Please don't hand feed or put anything on your fingers to encourage the foals to nibble or suck on your hands. Would you put your fingers between a full grown horse's teeth? The lessons they learn in their first few months will stick with them for life, so make sure that they are the right lessons. 
Do NOT encouraging mouthyness by allowing them to chew on your hands, this is teaching them that chewing and biting is ok, and once they get teeth, they will become dangerous. 


Just spend time out in the paddock with them, patting them, getting them used to you being around. Also, PLEASE enlist the help of someone experienced with handling foals, to help you halter break them asap. The longer you leave this vital lesson, the more difficult they will be to handle later in life as they tend to put up more of a fight to pressure when they are older and bigger. 

Because of your (assumed) low level experience with youngsters, I cannot stress strongly enough that you should get the hands on help of someone with experience. So many things can go wrong with young horses even if you have 50 years of experience behind you.


----------



## Sheepdog (Sep 25, 2011)

Kaytey
Thanks< I guess I wasn't thinking straight when I thought of encouraging mouthiness. Right now I just try and spend some time trying to touch them, scratching them, basically trying to teach them not to fear me. At what age would you suggest I start with halter training? The filly is now a week old and the colt three days. I thought of waiting a few more days before starting real halter training. I've had and raised with relative success (they are tame, can be caught, some are being backed) foals before, but it's been about three odd years and somedays it feels I've forgotten everything I knew about raising foals. 
Her mom. Rain Storm is one of those foals, Today I can walk up to her in the veld and scratch her, catch her and she's quite chilled with me trying to make friends with her baby. the colt's mom unfortunately have only been mine for about a year and due to abuse in her past, she's still struggling to fully trust me, or anybody for that matter, so I've got a double whammy there, needing to "tame" both mom and baby. 
Perhaps someone can recommend me a good book on 'training' foals?


----------



## LadyDreamer (Jan 25, 2008)

Don't hold your breath for a gray colt. Most non grays have pewter legs. My advice is to find a friend who has some exoerience to mentor you. That is the BEST way to learn. I can't offer much help in training the little ones since I don't halter train until the colt is weaned. My situation allows this. 

As I say in every training bbies thread. You have all the time in the world. Go easy. Keep things kind, fun and short. Their attention spans are only as big as they are. Babies soak up every lesson good or bad and every time you are with the baby it is a lesson.


----------



## Kayty (Sep 8, 2009)

Ideally halter training should start at a few days old, when you can put your arms around the foal to hold it quiet and still. Once they get bigger, they get stronger and more resistant, so life will be harder for you! The sooner they accept a halter, the better. If you need to get the mare into a float for a vet trip if something goes wrong, it helps immensely to be able to lead the foal. 
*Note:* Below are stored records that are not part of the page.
//! [`Solver`] backed by an external program.

use std::ffi::{OsStr, OsString};
use std::io::ErrorKind;
use std::process::Stdio;

use async_trait::async_trait;
use log::{debug, info};
use rideplan_core::{Itinerary, SolveError, Solver, World};
use tokio::io::AsyncWriteExt;
use tokio::process::Command;

/// Runs a solver program once per request.
///
/// The world JSON is written to the program's stdin, which is then closed.
/// The program must print a JSON array of itineraries on stdout and exit
/// with status zero.
///
/// # Examples
///
/// ```no_run
/// use rideplan_data::solver::CommandSolver;
///
/// let solver = CommandSolver::new("rideplan-solver").with_arg("--fast");
/// assert_eq!(solver.program(), "rideplan-solver");
/// ```
#[derive(Debug, Clone)]
pub struct CommandSolver {
    program: OsString,
    args: Vec<OsString>,
}

impl CommandSolver {
    /// Solver launching `program` without arguments.
    #[must_use]
    pub fn new(program: impl Into<OsString>) -> Self {
        Self {
            program: program.into(),
            args: Vec::new(),
        }
    }

    /// Append one argument.
    #[must_use]
    pub fn with_arg(mut self, arg: impl Into<OsString>) -> Self {
        self.args.push(arg.into());
        self
    }

    /// Program that is launched.
    #[must_use]
    pub fn program(&self) -> &OsStr {
        &self.program
    }

    fn program_label(&self) -> String {
        self.program.to_string_lossy().into_owned()
    }
}

#[async_trait]
impl Solver for CommandSolver {
    async fn solve(&self, world: &World) -> Result<Vec<Itinerary>, SolveError> {
        let payload = serde_json::to_vec(world).map_err(|err| SolveError::Encode {
            message: err.to_string(),
        })?;

        info!("starting solver {}", self.program_label());
        let mut child = Command::new(&self.program)
            .args(&self.args)
            .stdin(Stdio::piped())
            .stdout(Stdio::piped())
            .stderr(Stdio::piped())
            .spawn()
            .map_err(|err| SolveError::Spawn {
                program: self.program_label(),
                message: err.to_string(),
            })?;
        let mut stdin = child.stdin.take().ok_or_else(|| SolveError::Io {
            message: "solver stdin was not captured".to_owned(),
        })?;

        // Feed stdin while collecting output so a chatty solver cannot block.
        let feed = async move {
            stdin.write_all(&payload).await?;
            stdin.shutdown().await
        };
        let (fed, output) = tokio::join!(feed, child.wait_with_output());
        let output = output.map_err(io_error)?;

        if !output.status.success() {
            return Err(SolveError::Exited {
                code: output.status.code(),
                stderr: String::from_utf8_lossy(&output.stderr).trim().to_owned(),
            });
        }
        match fed {
            Err(err) if err.kind() == ErrorKind::BrokenPipe => {
                debug!("solver answered before reading all of stdin");
            }
            other => other.map_err(io_error)?,
        }
        debug!("solver wrote {} bytes", output.stdout.len());

        serde_json::from_slice(&output.stdout).map_err(|err| SolveError::Decode {
            message: err.to_string(),
        })
    }
}

fn io_error(err: std::io::Error) -> SolveError {
    SolveError::Io {
        message: err.to_string(),
    }
}

#[cfg(all(test, unix))]
mod tests {
    use super::*;
    use rideplan_core::{TimeOfDay, VisitMode, WorldSite};
    use rstest::{fixture, rstest};
    use std::collections::BTreeMap;
    use std::time::Duration;

    #[fixture]
    fn world() -> World {
        World {
            sites: Vec::new(),
            min_start_at: TimeOfDay::from_hms(9, 0, 0),
            max_end_at: None,
            max_tested_extensions: 10,
            max_bag_items: 100,
            max_results: 10,
        }
    }

    fn world_site(name: &str) -> WorldSite {
        WorldSite {
            name: name.to_owned(),
            ride_durations: BTreeMap::new(),
            duties: Vec::new(),
            service_time: Duration::from_secs(900),
            visit: VisitMode::Always,
            can_start_here: false,
        }
    }

    fn shell(script: &str) -> CommandSolver {
        CommandSolver::new("sh").with_arg("-c").with_arg(script)
    }

    fn block_on<F: std::future::Future>(future: F) -> F::Output {
        tokio::runtime::Builder::new_current_thread()
            .enable_all()
            .build()
            .expect("test runtime")
            .block_on(future)
    }

    #[rstest]
    fn decodes_empty_answer(world: World) {
        let paths = block_on(shell("cat >/dev/null; echo '[]'").solve(&world)).expect("solve");
        assert!(paths.is_empty());
    }

    #[rstest]
    fn receives_the_world_on_stdin(world: World) {
        // Fails unless the payload carries the departure time.
        let solver = shell("grep -q '\"minStartAt\":\"09:00\"' && echo '[]'");
        assert!(block_on(solver.solve(&world)).is_ok());
    }

    #[rstest]
    fn reports_exit_status_and_stderr(world: World) {
        let err = block_on(shell("cat >/dev/null; echo 'no route' >&2; exit 3").solve(&world))
            .expect_err("solver fails");
        assert_eq!(
            err,
            SolveError::Exited {
                code: Some(3),
                stderr: "no route".to_owned()
            }
        );
        assert_eq!(err.to_string(), "solver exited with status 3: no route");
    }

    #[rstest]
    fn accepts_an_answer_given_without_reading_stdin(world: World) {
        let large = World {
            sites: (0..5000)
                .map(|n| world_site(&format!("Site {n}")))
                .collect(),
            ..world
        };
        let paths = block_on(shell("exec 0<&-; echo '[]'").solve(&large)).expect("solve");
        assert!(paths.is_empty());
    }

    #[rstest]
    fn reports_garbage_output(world: World) {
        let err = block_on(shell("cat >/dev/null; echo nonsense").solve(&world))
            .expect_err("undecodable");
        assert!(matches!(err, SolveError::Decode { .. }));
    }

    #[rstest]
    fn reports_missing_program(world: World) {
        let err = block_on(CommandSolver::new("/nonexistent/rideplan-solver").solve(&world))
            .expect_err("cannot spawn");
        assert!(matches!(err, SolveError::Spawn { .. }));
    }
}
As for grey - well the foal may be bay or brown. My brown yearling had such white legs as a foal that people thought he had 4 stockings. His legs are now jet black and he is very much a brown/dark bay - definitely not grey!


----------



## HUSAngel (Apr 18, 2010)

Um, WOW. Please don't let them suck on your fingers!!! Really not a good idea. As far as halter breaking...I haltered mine within hours of birth. They learned within a few days how to accept the halter without a fuss, then learned to lead. Instead of letting them run around while we led the mare to turn out, we lead baby along side of mom. They learn pretty quickly. Plus it's much easier than fighting with a larger older foal, teaching it to lead. If you don't know what you are doing, have somebody that does come and help you.

I agree with Kayty, on the gray issue. Two of my foals have turned out to be browns, both born with almost silver colored legs and up under the belly. Now their legs are BLACK. Babies change color, that's for sure. Even our weanling we have now, born a sorrel, is now a liver chestnut.


----------